I think I might have found the issue. I logged into Core to check, and got:
Error: Could not open CGI config file '/usr/local/nagios/etc/cgi.cfg' for reading!
Broken Machine:
drwxrwxr-x 7 apache nagios 4096 Nov 15 16:08 .
drwxr-xr-x 9 apache nagios 94 Oct 30 11:13 ..
-rw-rw-r-- 1 apache nagios 35 Nov 13 17:05 cgi.cfg
Working machine:
drwxrwxr-x 7 apache nagios 4096 Nov 14 11:21 .
drwxr-xr-x 9 apache nagios 94 Sep 24 11:54 ..
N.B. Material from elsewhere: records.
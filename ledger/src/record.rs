use std::fmt;
use std::str::FromStr;

use serde::{Deserialize, Serialize};

use crate::calculator::Bonus;
use crate::error::BonusError;

#[derive(Debug, Clone, Copy, PartialEq, Eq, Hash, Serialize, Deserialize, Default)]
pub enum PaymentStatus {
    #[default]
    Due,
    Paid,
}

impl PaymentStatus {
    pub fn as_str(&self) -> &'static str {
        match self {
            PaymentStatus::Due => "Due",
            PaymentStatus::Paid => "Paid",
        }
    }
}

impl FromStr for PaymentStatus {
    type Err = BonusError;

    fn from_str(raw: &str) -> Result<Self, Self::Err> {
        match raw.trim().to_lowercase().as_str() {
            "due" => Ok(PaymentStatus::Due),
            "paid" => Ok(PaymentStatus::Paid),
            _ => Err(BonusError::InvalidStatus(raw.to_string())),
        }
    }
}

impl fmt::Display for PaymentStatus {
    fn fmt(&self, f: &mut fmt::Formatter<'_>) -> fmt::Result {
        f.write_str(self.as_str())
    }
}

/// One priced participation line in the ledger.
///
/// Field names on the wire match the `data.json` layout the ledger has always
/// been stored in, so existing files load as-is. Only `status` changes after
/// construction.
///
/// Deserializing rejects a record with an empty id or whose `net_bonus` is not
/// `base_bonus + special_bonus`.
#[derive(Debug, Clone, PartialEq, Eq, Serialize, Deserialize)]
#[serde(try_from = "StoredRecord")]
pub struct BonusRecord {
    #[serde(rename = "name")]
    pub player_name: String,
    #[serde(rename = "id")]
    pub player_id: String,
    pub kills: u32,
    #[serde(rename = "event_type")]
    pub event_kind: String,
    #[serde(rename = "result")]
    pub outcome: String,
    #[serde(rename = "time")]
    pub time_slot: String,
    pub date: String,
    pub base_bonus: u64,
    pub special_bonus: u64,
    pub net_bonus: u64,
    pub status: PaymentStatus,
    #[serde(rename = "proof")]
    pub proof_url: Option<String>,
}

/// Wire shape of [`BonusRecord`] before validation.
#[derive(Deserialize)]
struct StoredRecord {
    #[serde(rename = "name")]
    player_name: String,
    #[serde(rename = "id")]
    player_id: String,
    kills: u32,
    #[serde(rename = "event_type")]
    event_kind: String,
    #[serde(rename = "result")]
    outcome: String,
    #[serde(rename = "time")]
    time_slot: String,
    date: String,
    base_bonus: u64,
    special_bonus: u64,
    net_bonus: u64,
    status: PaymentStatus,
    #[serde(rename = "proof", default)]
    proof_url: Option<String>,
}

impl TryFrom<StoredRecord> for BonusRecord {
    type Error = String;

    fn try_from(raw: StoredRecord) -> Result<Self, Self::Error> {
        if raw.player_id.trim().is_empty() {
            return Err(format!("record for `{}` has an empty id", raw.player_name));
        }
        let expected = raw
            .base_bonus
            .checked_add(raw.special_bonus)
            .ok_or_else(|| format!("record for id {}: base_bonus + special_bonus overflows", raw.player_id))?;
        if raw.net_bonus != expected {
            return Err(format!(
                "record for id {}: net_bonus {} != base_bonus + special_bonus {}",
                raw.player_id, raw.net_bonus, expected
            ));
        }
        Ok(BonusRecord {
            player_name: raw.player_name,
            player_id: raw.player_id,
            kills: raw.kills,
            event_kind: raw.event_kind,
            outcome: raw.outcome,
            time_slot: raw.time_slot,
            date: raw.date,
            base_bonus: raw.base_bonus,
            special_bonus: raw.special_bonus,
            net_bonus: raw.net_bonus,
            status: raw.status,
            proof_url: raw.proof_url,
        })
    }
}

/// Event context shared by every line of one submission.
#[derive(Debug, Clone, PartialEq, Eq)]
pub struct EventContext {
    pub event_kind: String,
    pub outcome: String,
    pub time_slot: String,
    pub date: String,
    pub proof_url: Option<String>,
}

impl BonusRecord {
    /// Builds a `Due` record; `net_bonus` is always `base + special`.
    pub fn new(player_name: &str, player_id: &str, kills: u32, event: &EventContext, bonus: Bonus) -> Self {
        BonusRecord {
            player_name: player_name.to_string(),
            player_id: player_id.to_string(),
            kills,
            event_kind: event.event_kind.clone(),
            outcome: event.outcome.clone(),
            time_slot: event.time_slot.clone(),
            date: event.date.clone(),
            base_bonus: bonus.base,
            special_bonus: bonus.special,
            net_bonus: bonus.net(),
            status: PaymentStatus::Due,
            proof_url: event.proof_url.clone(),
        }
    }

    pub fn is_paid(&self) -> bool {
        self.status == PaymentStatus::Paid
    }
}

#[cfg(test)]
mod tests {
    use super::*;

    #[test]
    fn test_status_parse() {
        assert_eq!("paid".parse::<PaymentStatus>().unwrap(), PaymentStatus::Paid);
        assert_eq!(" DUE ".parse::<PaymentStatus>().unwrap(), PaymentStatus::Due);
        let err = "refunded".parse::<PaymentStatus>().unwrap_err();
        assert!(matches!(err, BonusError::InvalidStatus(s) if s == "refunded"));
    }

    #[test]
    fn test_reads_legacy_entry() {
        let raw = r#"{
            "name": "Vik", "id": "1042", "kills": 3,
            "event_type": "bizwar", "result": "Win",
            "time": "20:00", "date": "2025-05-01",
            "base_bonus": 90000, "special_bonus": 0, "net_bonus": 90000,
            "status": "Due", "proof": null
        }"#;
        let record: BonusRecord = serde_json::from_str(raw).unwrap();
        assert_eq!(record.player_id, "1042");
        assert_eq!(record.outcome, "Win");
        assert_eq!(record.status, PaymentStatus::Due);
        assert_eq!(record.proof_url, None);
    }

    #[test]
    fn test_new_record_is_due_with_net_sum() {
        let event = EventContext {
            event_kind: "rpticket".to_string(),
            outcome: "win".to_string(),
            time_slot: "10:30".to_string(),
            date: "2025-05-01".to_string(),
            proof_url: Some("https://cdn.example/proof.png".to_string()),
        };
        let record = BonusRecord::new("Vik", "1042", 2, &event, Bonus { base: 5, special: 300_000 });
        assert_eq!(record.net_bonus, 300_005);
        assert!(!record.is_paid());
        assert_eq!(record.proof_url.as_deref(), Some("https://cdn.example/proof.png"));
    }

    #[test]
    fn test_rejects_inconsistent_net() {
        let raw = r#"{"name": "Vik", "id": "7", "kills": 1, "event_type": "bizwar", "result": "win",
            "time": "20:00", "date": "2025-05-01", "base_bonus": 30000, "special_bonus": 0,
            "net_bonus": 99999, "status": "Due"}"#;
        let err = serde_json::from_str::<BonusRecord>(raw).unwrap_err();
        assert!(err.to_string().contains("net_bonus 99999"));
    }

    #[test]
    fn test_rejects_overflowing_bonus_and_empty_id() {
        let overflow = format!(
            r#"{{"name": "Vik", "id": "7", "kills": 1, "event_type": "bizwar", "result": "win",
            "time": "20:00", "date": "2025-05-01", "base_bonus": {max}, "special_bonus": 1,
            "net_bonus": {max}, "status": "Due"}}"#,
            max = u64::MAX
        );
        assert!(serde_json::from_str::<BonusRecord>(&overflow).is_err());

        let no_id = r#"{"name": "Vik", "id": " ", "kills": 0, "event_type": "bizwar", "result": "win",
            "time": "20:00", "date": "2025-05-01", "base_bonus": 0, "special_bonus": 0,
            "net_bonus": 0, "status": "Due"}"#;
        assert!(serde_json::from_str::<BonusRecord>(no_id).is_err());
    }
}
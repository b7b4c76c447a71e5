use std::path::PathBuf;

/// Failures surfaced by ledger operations.
///
/// Sign-up admission outcomes are not errors; see [`crate::signup::Admission`].
#[derive(Debug, thiserror::Error)]
pub enum BonusError {
    /// A submitted `Name|ID|Kills` line could not be parsed. `line` is the
    /// 0-based index into the submitted text.
    #[error("line {line}: {reason} (expected `Name|ID|Kills`)")]
    Format { line: usize, reason: String },

    /// Caller supplied a value outside the accepted domain (negative kills,
    /// malformed date or time slot, overflowing payout, bad config value).
    #[error("invalid input: {0}")]
    InvalidInput(String),

    /// Payment status other than `Paid` or `Due`.
    #[error("invalid status `{0}`: expected Paid or Due")]
    InvalidStatus(String),

    /// Reading or writing the ledger failed.
    #[error("storage error at {path}: {message}")]
    Storage { path: PathBuf, message: String },
}

impl BonusError {
    pub(crate) fn format(line: usize, reason: impl Into<String>) -> Self {
        BonusError::Format {
            line,
            reason: reason.into(),
        }
    }

    pub(crate) fn storage(path: impl Into<PathBuf>, err: impl std::fmt::Display) -> Self {
        BonusError::Storage {
            path: path.into(),
            message: err.to_string(),
        }
    }
}

pub type Result<T> = std::result::Result<T, BonusError>;
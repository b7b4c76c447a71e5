use std::time::Duration;

use chrono::{FixedOffset, Offset, Utc};

use crate::error::{BonusError, Result};

const DEFAULT_SIGNUP_INTERVAL_SECS: u64 = 60 * 60;
/// Asia/Kolkata, where the roster's hourly cadence is anchored.
const DEFAULT_UTC_OFFSET_MINUTES: i32 = 5 * 60 + 30;

/// Sign-up cadence settings. The module host has no environment to read, so
/// these are fixed at build time.
#[derive(Debug, Clone, PartialEq, Eq)]
pub struct Config {
    pub signup_interval: Duration,
    pub utc_offset: FixedOffset,
}

impl Default for Config {
    fn default() -> Self {
        Config {
            signup_interval: Duration::from_secs(DEFAULT_SIGNUP_INTERVAL_SECS),
            utc_offset: offset_from_minutes(DEFAULT_UTC_OFFSET_MINUTES).unwrap_or_else(|_| Utc.fix()),
        }
    }
}

fn offset_from_minutes(minutes: i32) -> Result<FixedOffset> {
    minutes
        .checked_mul(60)
        .and_then(FixedOffset::east_opt)
        .ok_or_else(|| BonusError::InvalidInput(format!("UTC offset {} minutes is out of range", minutes)))
}
use crate::entries::EntryBatch;
use crate::error::Result;
use crate::record::{BonusRecord, PaymentStatus};
use crate::store::LedgerStore;
use crate::summary::{summarize, PlayerSummary};

/// Operator-facing ledger operations over any store.
#[derive(Debug)]
pub struct BonusLedger<S> {
    store: S,
}

impl<S: LedgerStore> BonusLedger<S> {
    pub fn new(store: S) -> Self {
        BonusLedger { store }
    }

    pub fn store(&self) -> &S {
        &self.store
    }

    /// Prices and appends a batch, all or nothing.
    ///
    /// A malformed line is `Format`. A time slot that is not `HH:MM`, a date
    /// that is not `YYYY-MM-DD`, or a kill count whose bonus overflows is
    /// `InvalidInput`. On any error nothing is written.
    pub fn add_entries(&self, batch: &EntryBatch<'_>) -> Result<usize> {
        let records = match batch.price() {
            Ok(records) => records,
            Err(e) => {
                log::warn!("[LEDGER] batch rejected kind:{} error:{}", batch.event_kind, e);
                return Err(e);
            }
        };
        let count = self.store.append_batch(records)?;
        log::info!(
            "[LEDGER] appended count:{} kind:{} outcome:{} date:{} {}",
            count,
            batch.event_kind,
            batch.outcome,
            batch.date,
            batch.time_slot
        );
        Ok(count)
    }

    pub fn summary(&self) -> Result<Vec<PlayerSummary>> {
        summarize(&self.store.all()?)
    }

    pub fn show_all(&self) -> Result<Vec<BonusRecord>> {
        self.store.all()
    }

    /// Sets the payment status on every record of a player. The status is
    /// validated before the store is touched.
    pub fn mark_status(&self, player_id: &str, status: &str) -> Result<usize> {
        let status: PaymentStatus = status.parse()?;
        let count = self.store.update_status_by_player_id(player_id, status)?;
        log::info!("[LEDGER] marked player:{} status:{} records:{}", player_id, status, count);
        Ok(count)
    }

    pub fn clear_player(&self, player_id: &str) -> Result<usize> {
        let count = self.store.remove_by_player_id(player_id)?;
        log::info!("[LEDGER] cleared player:{} records:{}", player_id, count);
        Ok(count)
    }

    pub fn clear_all(&self) -> Result<()> {
        self.store.clear()?;
        log::info!("[LEDGER] cleared all records");
        Ok(())
    }
}

#[cfg(test)]
mod tests {
    use super::*;
    use crate::error::BonusError;
    use crate::store::MemoryLedger;

    fn batch<'a>(kind: &'a str, outcome: &'a str, lines: &'a str) -> EntryBatch<'a> {
        EntryBatch {
            event_kind: kind,
            outcome,
            time_slot: "10:30",
            date: "2025-05-01",
            lines,
            proof_url: Some("https://cdn.example/p.png"),
        }
    }

    #[test]
    fn test_add_then_show_all() {
        let ledger = BonusLedger::new(MemoryLedger::new());
        assert_eq!(ledger.add_entries(&batch("rpticket", "win", "Vik|1|2\nAna|2|0")).unwrap(), 2);
        let records = ledger.show_all().unwrap();
        assert_eq!(records.len(), 2);
        for r in &records {
            assert_eq!(r.net_bonus, r.base_bonus + r.special_bonus);
            assert_eq!(r.special_bonus, 300_000);
            assert_eq!(r.status, PaymentStatus::Due);
        }
    }

    #[test]
    fn test_bad_line_appends_nothing() {
        let ledger = BonusLedger::new(MemoryLedger::new());
        ledger.add_entries(&batch("bizwar", "win", "Pre|9|1")).unwrap();
        let lines = "A|1|1\nB|2|2\nC|3|3\nD|x|4\nE|5|5\nF|6|6";
        let err = ledger.add_entries(&batch("bizwar", "win", lines)).unwrap_err();
        assert!(matches!(err, BonusError::Format { line: 3, .. }));
        assert_eq!(ledger.show_all().unwrap().len(), 1);
    }

    #[test]
    fn test_bad_slot_or_date_appends_nothing() {
        let ledger = BonusLedger::new(MemoryLedger::new());
        let mut bad_slot = batch("bizwar", "win", "A|1|1");
        bad_slot.time_slot = "8pm";
        assert!(matches!(ledger.add_entries(&bad_slot), Err(BonusError::InvalidInput(_))));

        let mut bad_date = batch("bizwar", "win", "A|1|1");
        bad_date.date = "01/05/2025";
        assert!(matches!(ledger.add_entries(&bad_date), Err(BonusError::InvalidInput(_))));
        assert!(ledger.show_all().unwrap().is_empty());
    }

    #[test]
    fn test_mark_status_rejects_unknown_status() {
        let ledger = BonusLedger::new(MemoryLedger::new());
        ledger.add_entries(&batch("bizwar", "win", "A|1|1")).unwrap();
        assert!(matches!(ledger.mark_status("1", "settled"), Err(BonusError::InvalidStatus(_))));
        assert!(!ledger.show_all().unwrap()[0].is_paid());
    }

    #[test]
    fn test_mark_status_is_idempotent() {
        let ledger = BonusLedger::new(MemoryLedger::new());
        ledger.add_entries(&batch("bizwar", "win", "A|1|1\nB|2|1\nA|1|2")).unwrap();
        assert_eq!(ledger.mark_status("1", "paid").unwrap(), 2);
        let once = ledger.show_all().unwrap();
        assert_eq!(ledger.mark_status("1", "Paid").unwrap(), 2);
        assert_eq!(ledger.show_all().unwrap(), once);
    }

    #[test]
    fn test_clear_player_and_all() {
        let ledger = BonusLedger::new(MemoryLedger::new());
        ledger.add_entries(&batch("bizwar", "win", "A|1|1\nB|2|1\nA|1|2")).unwrap();
        assert_eq!(ledger.clear_player("1").unwrap(), 2);
        assert_eq!(ledger.summary().unwrap().len(), 1);
        ledger.clear_all().unwrap();
        assert!(ledger.show_all().unwrap().is_empty());
    }
}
-rw-rw-r-- 1 apache nagios 2150 Nov 13 17:06 cgi.cfg
@bomahony, Glad you were able to locate the problem. I'm not sure why the cgi.cfg file got corrupted, but that can definitely cause this problem.
I looked through your profile and everything looked good except for some performance data warnings. For example, your system load reaches up to 110 from time to time and perfdata stops getting processed at 10. And the timeout is set to only 5 seconds. This can possibly cause some perf data to get lost.
You could follow this tutorial to increase the load_threshold and the timeout setting for the NPCD: https://support.nagios.com/kb/article.php?id=9
However, keep in mind that the more resources you dedicate to the NPCD the less are left for Nagios.
As of May 25th, 2018, all communications with Nagios Enterprises and its employees are covered under our new Privacy Policy.
Thanks for the info. TBH we are still in the build/test phase of the DC. Machine currently has 6 vCPU and 16GB RAM. I can increase these if it will help. I will also look at ncpd increases.
I will probably have to have an in depth look at the load issue first, when I get time.
Where were you getting these values from historically, so i can have a look?